• _What is required_
Start your answer with the line containing "fn delete_all_books(&self) ->" and end it with the last line of the records below, retyping every line between exactly and adding nothing.

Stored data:
=====

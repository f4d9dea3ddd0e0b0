use crate::error::BookError;
use crate::models::{Book, NewBook};
use crate::validator::FieldError;
use std::future::Future;

pub trait BookRepo {
    fn save_book(&self, new_book: NewBook) -> impl Future<Output = Result<Book, BookError>> + Send;

    fn get_book(&self, id: i32) -> impl Future<Output = Result<Book, BookError>> + Send;

    fn get_all_books(&self) -> impl Future<Output = Result<Vec<Book>, BookError>> + Send;

    fn search_by_author(
        &self,
        author: &str,
    ) -> impl Future<Output = Result<Vec<Book>, BookError>> + Send;

    fn search_by_title(
        &self,
        title: &str,
    ) -> impl Future<Output = Result<Vec<Book>, BookError>> + Send;

    fn update_book(
        &self,
        id: i32,
        new_book: NewBook,
    ) -> impl Future<Output = Result<Book, BookError>> + Send;

    /// Returns the number of deleted rows, which is always 1 on success
    fn delete_book(&self, id: i32) -> impl Future<Output = Result<usize, BookError>> + Send;

    /// Deletes every book and restarts id generation from 1
    fn delete_all_books(&self) -> impl Future<Output = Result<usize, BookError>> + Send;
}

/// Ids below 1 never address a stored book.
pub fn ensure_serial(id: i32) -> Result<i32, BookError> {
    if id < 1 {
        Err(BookError::InvalidSerial)
    } else {
        Ok(id)
    }
}

/// Search terms must be non-empty; `field` names the searched column in the error.
pub fn ensure_search_term<'a>(field: &str, term: &'a str) -> Result<&'a str, BookError> {
    if term.is_empty() {
        Err(BookError::Validation(vec![FieldError::empty(field)]))
    } else {
        Ok(term)
    }
}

=====

• _Written reply_
    fn delete_all_books(&self) -> impl Future<Output = Result<usize, BookError>> + Send;
}

/// Ids below 1 never address a stored book.
pub fn ensure_serial(id: i32) -> Result<i32, BookError> {
    if id < 1 {
        Err(BookError::InvalidSerial)
    } else {
        Ok(id)
    }
}

/// Search terms must be non-empty; `field` names the searched column in the error.
pub fn ensure_search_term<'a>(field: &str, term: &'a str) -> Result<&'a str, BookError> {
    if term.is_empty() {
        Err(BookError::Validation(vec![FieldError::empty(field)]))
    } else {
        Ok(term)
    }
}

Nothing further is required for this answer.